While the demand for green products has been met by a rise in supply, it's not... exactly how we'd want it. Take a look at how Zanteia, a new multi-brand store in Hong Kong, fights greenwashing with fashion and transparency.
From reducing single-use plastic to using cleaner skincare, to buying sustainable fashion, more and more people are looking towards a greener lifestyle. But, there’s a problem: fashion brands across the world are all jumping on the eco-friendly bandwagon – without actually putting effort into having sustainable materials, processes, and distribution. (C’mon – using green font colours and images of trees on a website don’t make a product green!) So, as consumers, how can we dodge the green sheen? Read on to find out how companies like Zanteia explore ways to help customers find what they’re looking for – without the fear of greenwashing.
What is greenwashing?
First things first: what even is greenwashing? Simply put, greenwashing is when brands use deceptive or misleading marketing tactics to appear more environmentally friendly than they really are. Fast fashion is especially notorious in this aspect, with up to 60% of green claims being misleading or downright inaccurate. Even in the luxury fashion space, despite the backlash and increased regulation, there continues to be false advertising about sustainable practices, or worse – having no information at all. On top of that, there’s unintentional greenwashing – when an overlooked part of a company’s value chain (most often the supply chain) has a negative environmental impact.
Although consumers have a great desire to live greener, they’re faced with misleading environmental claims or straight-up lies. Thus, it’s no surprise when a study found that a product “loses the aspects of loyalty, satisfaction, and benefits” when it’s caught greenwashing.
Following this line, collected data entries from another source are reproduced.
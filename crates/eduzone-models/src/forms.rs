//! Downloadable school documents.

use chrono::{DateTime, Utc};
use eduzone_core::serde::deserialize_trimmed;
use serde::{Deserialize, Serialize};
use sqlx::FromRow;
use utoipa::ToSchema;
use validator::Validate;

#[derive(Debug, Clone, PartialEq, Eq, Serialize, Deserialize, FromRow, ToSchema)]
pub struct Form {
    pub id: i64,
    pub title: String,
    pub description: Option<String>,
    pub category: String,
    /// Public path of the stored document, e.g. `/uploads/forms/...pdf`
    pub file_path: String,
    /// Size in bytes
    pub file_size: i64,
    pub downloads: i64,
    pub created_at: DateTime<Utc>,
}

#[derive(Debug, Clone, PartialEq, Eq)]
pub struct NewForm {
    pub title: String,
    pub description: Option<String>,
    pub category: String,
    pub file_path: String,
    pub file_size: i64,
}

/// `PUT /forms/{id}` payload. The document itself cannot be replaced.
#[derive(Debug, Clone, Default, Serialize, Deserialize, Validate, ToSchema)]
pub struct UpdateFormDto {
    #[serde(default, deserialize_with = "deserialize_trimmed")]
    #[validate(required, length(max = 255, message = "Title must be at most 255 characters"))]
    pub title: Option<String>,
    #[serde(default, deserialize_with = "deserialize_trimmed")]
    pub description: Option<String>,
    #[serde(default, deserialize_with = "deserialize_trimmed")]
    #[validate(required, length(max = 100, message = "Category must be at most 100 characters"))]
    pub category: Option<String>,
}

impl UpdateFormDto {
    pub fn into_changes(self) -> Option<FormChanges> {
        Some(FormChanges {
            title: self.title?,
            description: self.description,
            category: self.category?,
        })
    }
}

#[derive(Debug, Clone, PartialEq, Eq)]
pub struct FormChanges {
    pub title: String,
    pub description: Option<String>,
    pub category: String,
}

/// Multipart fields of `POST /forms`, documented for OpenAPI.
#[derive(Debug, ToSchema)]
pub struct UploadFormRequest {
    pub title: String,
    pub description: Option<String>,
    pub category: String,
    #[schema(value_type = String, format = Binary)]
    pub file: Vec<u8>,
}

#[derive(Debug, Clone, PartialEq, Eq, Serialize, Deserialize, ToSchema)]
pub struct FormDownload {
    pub download_url: String,
    pub form: Form,
}
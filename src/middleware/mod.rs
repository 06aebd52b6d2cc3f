//! Extractors for authentication and role checks.
//!
//! - [`auth`]: bearer token extractors and the role extractor macro
//! - [`role`]: role checking helpers
//!
//! # Authentication Flow
//!
//! 1. Client sends request with `Authorization: Bearer <token>` header
//! 2. `AuthUser` extractor validates the JWT and extracts claims
//! 3. Role extractors (`RequireAdmin`, `RequireLibraryStaff`, ...) check the role
//! 4. Handler executes if all checks pass
//!
//! # Example
//!
//! ```ignore
//! use crate::middleware::auth::{AuthUser, RequireLibraryStaff};
//!
//! // Any valid token
//! async fn checkout(auth_user: AuthUser) -> impl IntoResponse { /* ... */ }
//!
//! // Admins and librarians only
//! async fn create_book(RequireLibraryStaff(auth_user): RequireLibraryStaff) -> impl IntoResponse {
//!     /* ... */
//! }
//! ```

pub mod auth;
pub mod role;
What is the solution to greenwashing?
So, is it all doom and gloom? Nah. Instead, the answer lies in transparency. Ensuring every part of a supply chain is monitored for sustainable components and practices allows both the business owner and the consumer to make better decisions, while allowing them to pinpoint areas that need to be enhanced. Companies are now adopting a “glass box brand” approach – all aspects of the business, from its personnel to its properties, are visible to the public, thereby supporting any assertions about sustainability. Consumers are not expecting perfection anyway! It’s enough just by being honest and open, addressing their problems, and promising to do better.
A business trying to do exactly that is Zanteia. Founded by Anastasia Grevstad on the principle of transparency, Zanteia aims to make ethically made and environmentally conscious products accessible for everyone. It also strives to help consumers avoid the increasingly complex marketing claims, and wade through the confusing greenwashing jargon.
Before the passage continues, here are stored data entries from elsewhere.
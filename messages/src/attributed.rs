//! Best-effort text recovery from archived rich-text message bodies.
//!
//! Message bodies without a plain `text` column carry an archived
//! `NSAttributedString` ("streamtyped") blob instead. There is no published
//! description of that encoding, so nothing here is authoritative: we look
//! for the `NSString` class marker, try to read a length-prefixed string
//! after it, and fall back to the longest printable run. Callers get `None`
//! for anything we cannot make sense of.
//!
//! The length-prefix scan can lock onto a byte run that merely looks like
//! text. [`extract_detailed`] reports which strategy produced the result so
//! callers can treat fallback output with suspicion.

use serde::{Deserialize, Serialize};
use tracing::debug;

/// Class name that precedes the string payload.
pub const CLASS_MARKER: &[u8] = b"NSString";

/// Bytes that introduce a length-prefixed string after the marker.
const LENGTH_MARKERS: [u8; 2] = [0x2B, 0x2A];

/// Escape byte announcing a two-byte little-endian length.
const WIDE_LENGTH: u8 = 0x81;

/// Runs this short or shorter are noise, not message text.
const MIN_RUN_BYTES: usize = 3;

/// How a body was recovered.
#[derive(Debug, Clone, Copy, PartialEq, Eq, Serialize, Deserialize)]
#[serde(rename_all = "snake_case")]
pub enum ExtractionMethod {
    /// A length prefix after the class marker pointed at printable bytes.
    LengthPrefixed,
    /// No usable prefix; the longest printable run was taken instead.
    LongestRun,
}

/// Recovered text and the strategy that found it.
#[derive(Debug, Clone, PartialEq, Eq, Serialize, Deserialize)]
pub struct Extraction {
    pub text: String,
    pub method: ExtractionMethod,
}

/// Recover the plain text of an archived rich-text body.
pub fn extract(blob: &[u8]) -> Option<String> {
    extract_detailed(blob).map(|extraction| extraction.text)
}

/// Like [`extract`], but also reports how the text was found.
pub fn extract_detailed(blob: &[u8]) -> Option<Extraction> {
    if blob.is_empty() {
        return None;
    }

    let start = find(blob, CLASS_MARKER)? + CLASS_MARKER.len();

    if let Some(text) = length_prefixed(blob, start) {
        return Some(Extraction {
            text,
            method: ExtractionMethod::LengthPrefixed,
        });
    }

    let text = longest_run(blob, start)?;
    debug!(
        "Rich-text body recovered from longest printable run ({} bytes)",
        text.len()
    );
    Some(Extraction {
        text,
        method: ExtractionMethod::LongestRun,
    })
}

fn find(haystack: &[u8], needle: &[u8]) -> Option<usize> {
    haystack
        .windows(needle.len())
        .position(|window| window == needle)
}

/// Printable for payload validation: anything but ASCII control bytes,
/// with CR, LF and TAB allowed. Bytes >= 0x80 pass as UTF-8 sequences.
fn is_payload_byte(byte: u8) -> bool {
    match byte {
        b'\t' | b'\n' | b'\r' => true,
        0x00..=0x1F | 0x7F => false,
        _ => true,
    }
}

/// Printable for the fallback scan. TAB ends a run, CR/LF do not.
fn is_run_byte(byte: u8) -> bool {
    matches!(byte, 0x20..=0x7E | 0x80..=0xFF | b'\n' | b'\r')
}

fn length_prefixed(blob: &[u8], start: usize) -> Option<String> {
    let mut i = start;
    while i + 1 < blob.len() {
        if LENGTH_MARKERS.contains(&blob[i])
            && let Some((from, len)) = read_length(blob, i + 1)
            && let Some(payload) = blob.get(from..from + len)
            && payload.iter().copied().all(is_payload_byte)
        {
            return Some(String::from_utf8_lossy(payload).into_owned());
        }
        i += 1;
    }
    None
}

/// Decode the length at `at`, returning the payload offset and its length.
fn read_length(blob: &[u8], at: usize) -> Option<(usize, usize)> {
    match *blob.get(at)? {
        len @ 0x01..=0x7F => Some((at + 1, usize::from(len))),
        WIDE_LENGTH => {
            let lo = *blob.get(at + 1)?;
            let hi = *blob.get(at + 2)?;
            let len = usize::from(u16::from_le_bytes([lo, hi]));
            (len >= 0x80).then_some((at + 3, len))
        }
        _ => None,
    }
}

fn longest_run(blob: &[u8], start: usize) -> Option<String> {
    let mut best: Option<(usize, usize)> = None;
    let mut run_start: Option<usize> = None;

    for (offset, byte) in blob.iter().enumerate().skip(start) {
        match (is_run_byte(*byte), run_start) {
            (true, None) => run_start = Some(offset),
            (false, Some(from)) => {
                keep_longer(&mut best, from, offset);
                run_start = None;
            }
            _ => {}
        }
    }
    if let Some(from) = run_start {
        keep_longer(&mut best, from, blob.len());
    }

    let (from, to) = best?;
    let decoded = String::from_utf8_lossy(&blob[from..to]);
    let decoded: &str = decoded.as_ref();
    let clean = match decoded.find(is_trailing_garbage) {
        Some(cut) => &decoded[..cut],
        None => decoded,
    };
    let clean = clean.trim();
    (!clean.is_empty()).then(|| clean.to_string())
}

fn keep_longer(best: &mut Option<(usize, usize)>, from: usize, to: usize) {
    let len = to - from;
    if len > MIN_RUN_BYTES && best.is_none_or(|(s, e)| len > e - s) {
        *best = Some((from, to));
    }
}

fn is_trailing_garbage(c: char) -> bool {
    matches!(c, '\u{00}'..='\u{08}' | '\u{0B}' | '\u{0C}' | '\u{0E}'..='\u{1F}')
}

#[cfg(test)]
mod tests {
    use super::*;
    use pretty_assertions::assert_eq;

    /// Bytes shaped like a real archived body around `payload`.
    fn archived(payload: &[u8]) -> Vec<u8> {
        let mut blob = b"\x04\x0bstreamtyped\x81\xe8\x03\x84\x01@\x84\x84\x84\x12NSAttributedString\x00\x84\x84\x08NSObject\x00\x85\x92\x84\x84\x84".to_vec();
        blob.extend_from_slice(CLASS_MARKER);
        blob.extend_from_slice(&[0x01, 0x94, 0x84, 0x01, 0x2B]);
        if payload.len() < 0x80 {
            blob.push(payload.len() as u8);
        } else {
            blob.push(WIDE_LENGTH);
            blob.extend_from_slice(&(payload.len() as u16).to_le_bytes());
        }
        blob.extend_from_slice(payload);
        blob.extend_from_slice(b"\x86\x84\x02iI\x01\x05\x92\x84\x84\x84\x0cNSDictionary\x00");
        blob
    }

    #[test]
    fn test_empty_buffer_is_none() {
        assert_eq!(extract(&[]), None);
    }

    #[test]
    fn test_missing_marker_is_none() {
        assert_eq!(extract(b"just some bytes without a class name"), None);
    }

    #[test]
    fn test_length_prefixed_payload() {
        let blob = archived(b"Dinner in Vegas tonight?");
        assert_eq!(
            extract_detailed(&blob),
            Some(Extraction {
                text: "Dinner in Vegas tonight?".to_string(),
                method: ExtractionMethod::LengthPrefixed,
            })
        );
    }

    #[test]
    fn test_multibyte_payload_round_trips() {
        let text = "caf\u{e9} at 8? \u{1F44B}";
        let blob = archived(text.as_bytes());
        assert_eq!(extract(&blob).as_deref(), Some(text));
    }

    #[test]
    fn test_wide_length_payload() {
        let text = "a long message ".repeat(20);
        let blob = archived(text.as_bytes());
        assert_eq!(extract(&blob), Some(text));
    }

    #[test]
    fn test_fallback_to_longest_run() {
        let mut blob = CLASS_MARKER.to_vec();
        blob.extend_from_slice(&[0x01, 0x02, 0x03]);
        blob.extend_from_slice(b"ok");
        blob.push(0x00);
        blob.extend_from_slice(b"See you at the airport");
        blob.extend_from_slice(&[0x00, 0x05, 0x06]);

        let extraction = extract_detailed(&blob).unwrap();
        assert_eq!(extraction.method, ExtractionMethod::LongestRun);
        assert_eq!(extraction.text, "See you at the airport");
    }

    #[test]
    fn test_length_prefix_over_control_bytes_is_rejected() {
        let mut blob = CLASS_MARKER.to_vec();
        blob.extend_from_slice(&[0x2B, 0x04, 0x01, 0x02, 0x03, 0x04, 0x00]);
        blob.extend_from_slice(b"fallback text");
        assert_eq!(extract(&blob).as_deref(), Some("fallback text"));
    }

    #[test]
    fn test_short_runs_are_noise() {
        let mut blob = CLASS_MARKER.to_vec();
        blob.extend_from_slice(&[0x00, b'a', b'b', b'c', 0x00]);
        assert_eq!(extract(&blob), None);
    }

    #[test]
    fn test_truncated_length_prefix_does_not_panic() {
        let mut blob = CLASS_MARKER.to_vec();
        blob.extend_from_slice(&[0x2B, 0x7F, b'h', b'i']);
        // Prefix claims more bytes than exist; the run fallback still sees "+\x7fhi"
        // as too short once the DEL byte splits it.
        assert_eq!(extract(&blob), None);

        let mut blob = CLASS_MARKER.to_vec();
        blob.extend_from_slice(&[0x2B, WIDE_LENGTH, 0x10]);
        assert_eq!(extract(&blob), None);
    }

    #[test]
    fn test_arbitrary_bytes_never_panic() {
        let mut state: u32 = 0x1234_5678;
        for len in 0..300 {
            let mut blob = Vec::with_capacity(len + CLASS_MARKER.len());
            if len % 2 == 0 {
                blob.extend_from_slice(CLASS_MARKER);
            }
            for _ in 0..len {
                state = state.wrapping_mul(1_103_515_245).wrapping_add(12_345);
                blob.push((state >> 16) as u8);
            }
            let _ = extract(&blob);
        }
    }
}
Revolutionising green fashion in Hong Kong
Anastasia created Zanteia as a platform for women who believe in sustainable and ethical fashion practices, and to support their desire to express themselves through clothing. Rather than being judgemental or penalising others, she simply puts transparency at the forefront of her brand, allowing customers to buy comfortably without the guilt or fear of harming the environment. All the brands that wish to sell their products via Zanteia need to provide extensive background information, including data about its raw materials and manufacturing operations. They’re also required to publish a detailed, six-point transparency report outlining its mission; sustainable materials; ethical standards; being locally made; responsible packaging; and goals for improvement.
How did Anastasia begin her journey? In fact, she’s always been socially conscious, having previously worked on gender equality back in Oslo. While conversations around sustainability, ethical consumption, and even the UN reports were a lot more common in Scandinavia, she still faced the brunt of greenwashing during the pandemic. At the time, she wanted to help local sustainable and ethical brands, but she had to either pay a fortune for eco-friendly garments, or buy from brands that use the words “sustainable” or “ethical” without providing any facts or explanations. She was shocked at how much the word sustainability was “abused” for marketing purposes.
So, she decided to take matters into her own hands. Anastasia moved to Hong Kong in 2021, hoping to connect with companies that are doing good. She believes that the city has always been an exciting place to be an entrepreneur, especially in the green space. Thanks to Hong Kong’s “pay it forward” culture, Zanteia has been able to grow. Within just a year, Anastasia was able to hire a team, build a website, and officially launch her brand in November 2022.
“Zanteia provides a credible alternative to fast fashion,” Anastasia says. “We ensure that consumers have access to creative brands that are whole-heartedly committed to the provision of ethical and sustainable fashion.”
Through transparent practices, she’s been making a dent in the slow fashion space. But in the end, it’s down to the impact – it’s truly the start of a new way of consumption when customers begin to realise that they can make a difference, and have an option beyond fast fashion or greenwashed brands. Are you ready to make a change?